Daum ist Pate[14] des Projekts Schule ohne Rassismus – Schule mit Courage und unterstützte das Albert-Schweitzer-Gymnasium in Hürth bei einer Aktion.
Auch war er als Assistenztrainer[15] bei der Fußball-Weltmeisterschaft 2006 der Menschen mit Behinderung in Deutschland tätig.
Nachdem Daum sich in einer Dokumentation des DSF missverständlich über Lesben und Schwule geäußert hatte, traf er sich mit dem ersten schwul-lesbischen Fanclub des 1. FC Köln „Andersrum-rut-wiess“[16] zu einer Aussprache und unterstützte die Gruppen-Auslosung des 15. Come-Together-Cup bei Radio Köln.
In einem der größten Skandale in der Geschichte des deutschen Fußballs wurde Christoph Daum, damals Trainer von Bayer 04 Leverkusen und designierter Bundestrainer der deutschen Fußballnationalmannschaft, im Oktober 2000 der Konsum von Kokain nachgewiesen.

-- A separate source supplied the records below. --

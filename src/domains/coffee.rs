//! Coffee delivery: robots carry drinks from kitchens to offices through
//! doors.
//!
//! Only the world structure is indexed (rooms, doors, drinks and door-based
//! adjacency). The timeline is checked with the generic STRIPS checks alone;
//! there is no delivery replay yet.

use std::collections::{BTreeMap, BTreeSet};

use crate::diagnostics::Diagnostic;
use crate::facts::{Fact, FactPattern, Field, PatternTable};
use crate::plan::Plan;
use crate::validator::Domain;

#[derive(Debug, Clone, Copy, PartialEq, Eq, Default)]
pub enum RoomKind {
    #[default]
    Plain,
    Office,
    Kitchen,
}

#[derive(Debug, Clone, PartialEq, Eq)]
pub struct Room {
    pub name: String,
    pub kind: RoomKind,
    pub drinks: BTreeSet<String>,
}

#[derive(Debug, Clone, PartialEq, Eq)]
pub struct Door {
    pub name: String,
    /// The two rooms the door joins, once a `connected/3` names it.
    pub rooms: Option<(String, String)>,
    pub open: bool,
}

impl Door {
    /// Doors start closed.
    pub fn closed(name: impl Into<String>) -> Self {
        Self {
            name: name.into(),
            rooms: None,
            open: false,
        }
    }
}

enum CoffeeFact {
    Door(String),
    Room(String, RoomKind),
    Drink(String),
    Connected {
        src: String,
        dst: String,
        door: String,
    },
}

static COFFEE_PATTERNS: [FactPattern<CoffeeFact>; 6] = [
    FactPattern::new("door", &[Field::Any], |v| match v {
        [name] => Some(CoffeeFact::Door(name.to_string())),
        _ => None,
    }),
    FactPattern::new("room", &[Field::Any], |v| match v {
        [name] => Some(CoffeeFact::Room(name.to_string(), RoomKind::Plain)),
        _ => None,
    }),
    FactPattern::new("office", &[Field::Any], |v| match v {
        [name] => Some(CoffeeFact::Room(name.to_string(), RoomKind::Office)),
        _ => None,
    }),
    FactPattern::new("kitchen", &[Field::Any], |v| match v {
        [name] => Some(CoffeeFact::Room(name.to_string(), RoomKind::Kitchen)),
        _ => None,
    }),
    FactPattern::new("drink", &[Field::Any], |v| match v {
        [name] => Some(CoffeeFact::Drink(name.to_string())),
        _ => None,
    }),
    FactPattern::new("connected", &[Field::Any, Field::Any, Field::Any], |v| match v {
        [src, dst, door] => Some(CoffeeFact::Connected {
            src: src.to_string(),
            dst: dst.to_string(),
            door: door.to_string(),
        }),
        _ => None,
    }),
];

static COFFEE_TABLE: PatternTable<CoffeeFact> = PatternTable::new(&COFFEE_PATTERNS);

#[derive(Debug, Clone, Default)]
pub struct CoffeeDelivery {
    pub rooms: BTreeMap<String, Room>,
    pub doors: BTreeMap<String, Door>,
    pub drinks: BTreeSet<String>,
    pub adjacency: BTreeMap<String, BTreeSet<String>>,
}

impl CoffeeDelivery {
    pub fn new() -> Self {
        Self::default()
    }

    /// Rooms reachable from `room` through a single door.
    pub fn neighbors(&self, room: &str) -> impl Iterator<Item = &str> {
        self.adjacency
            .get(room)
            .into_iter()
            .flatten()
            .map(String::as_str)
    }

    fn room_mut(&mut self, name: &str) -> &mut Room {
        self.rooms.entry(name.to_string()).or_insert_with(|| Room {
            name: name.to_string(),
            kind: RoomKind::Plain,
            drinks: BTreeSet::new(),
        })
    }
}

impl Domain for CoffeeDelivery {
    fn name(&self) -> &'static str {
        "coffee"
    }

    fn parse_extra(&mut self, fact: &Fact) -> bool {
        let Some(record) = COFFEE_TABLE.recognize(fact) else {
            return false;
        };
        match record {
            CoffeeFact::Door(name) => {
                self.doors
                    .entry(name.clone())
                    .or_insert_with(|| Door::closed(name));
            }
            CoffeeFact::Room(name, kind) => {
                let room = self.room_mut(&name);
                // A specialisation wins over a plain `room/1`, whatever the order.
                if kind != RoomKind::Plain {
                    room.kind = kind;
                }
            }
            CoffeeFact::Drink(name) => {
                self.drinks.insert(name);
            }
            CoffeeFact::Connected { src, dst, door } => {
                self.doors
                    .entry(door.clone())
                    .or_insert_with(|| Door::closed(door))
                    .rooms = Some((src.clone(), dst.clone()));
                self.adjacency
                    .entry(src.clone())
                    .or_default()
                    .insert(dst.clone());
                self.adjacency.entry(dst).or_default().insert(src);
            }
        }
        true
    }

    fn verify(&self, plan: Option<&Plan>) -> Vec<Diagnostic> {
        plan.map(Plan::generic_checks).unwrap_or_default()
    }
}

#[cfg(test)]
mod tests {
    use super::*;
    use crate::validator::Validator;

    fn world(raw: &[&str]) -> CoffeeDelivery {
        let mut coffee = CoffeeDelivery::new();
        for fact in Fact::parse_all(raw).expect("facts") {
            assert!(coffee.parse_extra(&fact), "unclaimed {fact}");
        }
        coffee
    }

    #[test]
    fn specialised_rooms_keep_their_kind() {
        let coffee = world(&["office(o1)", "room(o1)", "room(hall)", "kitchen(k)"]);
        assert_eq!(coffee.rooms["o1"].kind, RoomKind::Office);
        assert_eq!(coffee.rooms["hall"].kind, RoomKind::Plain);
        assert_eq!(coffee.rooms["k"].kind, RoomKind::Kitchen);
    }

    #[test]
    fn doors_are_closed_and_join_two_rooms() {
        let coffee = world(&["door(d1)", "connected(hall,k,d1)", "connected(hall,o1,d2)"]);
        let d1 = &coffee.doors["d1"];
        assert!(!d1.open);
        assert_eq!(d1.rooms, Some(("hall".to_string(), "k".to_string())));
        assert!(coffee.doors.contains_key("d2"));
        assert_eq!(coffee.neighbors("hall").collect::<Vec<_>>(), vec!["k", "o1"]);
        assert_eq!(coffee.neighbors("k").collect::<Vec<_>>(), vec!["hall"]);
        assert_eq!(coffee.neighbors("attic").count(), 0);
    }

    #[test]
    fn only_generic_checks_apply() {
        let v = Validator::new(
            Box::new(CoffeeDelivery::new()),
            &["time(0)", "drink(latte)", "goal(served(latte))", "exec(0,teleport(latte))"],
        )
        .expect("validator");
        assert!(v.is_valid());
        assert_eq!(v.validate().logs.len(), 1);
    }
}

Angestoßen wurde die Affäre durch ein Interview, das Uli Hoeneß der Münchener Boulevardzeitung „Abendzeitung“ im Herbst 2000 gab. „Der DFB kann doch keine Aktion ,Keine Macht den Drogen' starten und Herr Daum hat vielleicht damit etwas zu tun“, so Hoeneß wörtlich. In diesem Zusammenhang fielen auch die Worte vom „verschnupften Daum.“ Daum, der zunächst eine Verleumdungsklage gegen Hoeneß eingereicht und mehrfach öffentlich seine Unschuld beteuert hatte, sah sich schließlich unter wachsendem öffentlichen Druck veranlasst, die gerichtsmedizinische Analyse einer Probe seiner Haare auf Drogenrückstände zuzulassen. Auf einer zuvor am 9. Oktober 2000 eigens einberufenen Pressekonferenz erklärte Daum diese freiwillige Haarprobe und äußerte: „Ich tue das, weil ich ein absolut reines Gewissen habe“.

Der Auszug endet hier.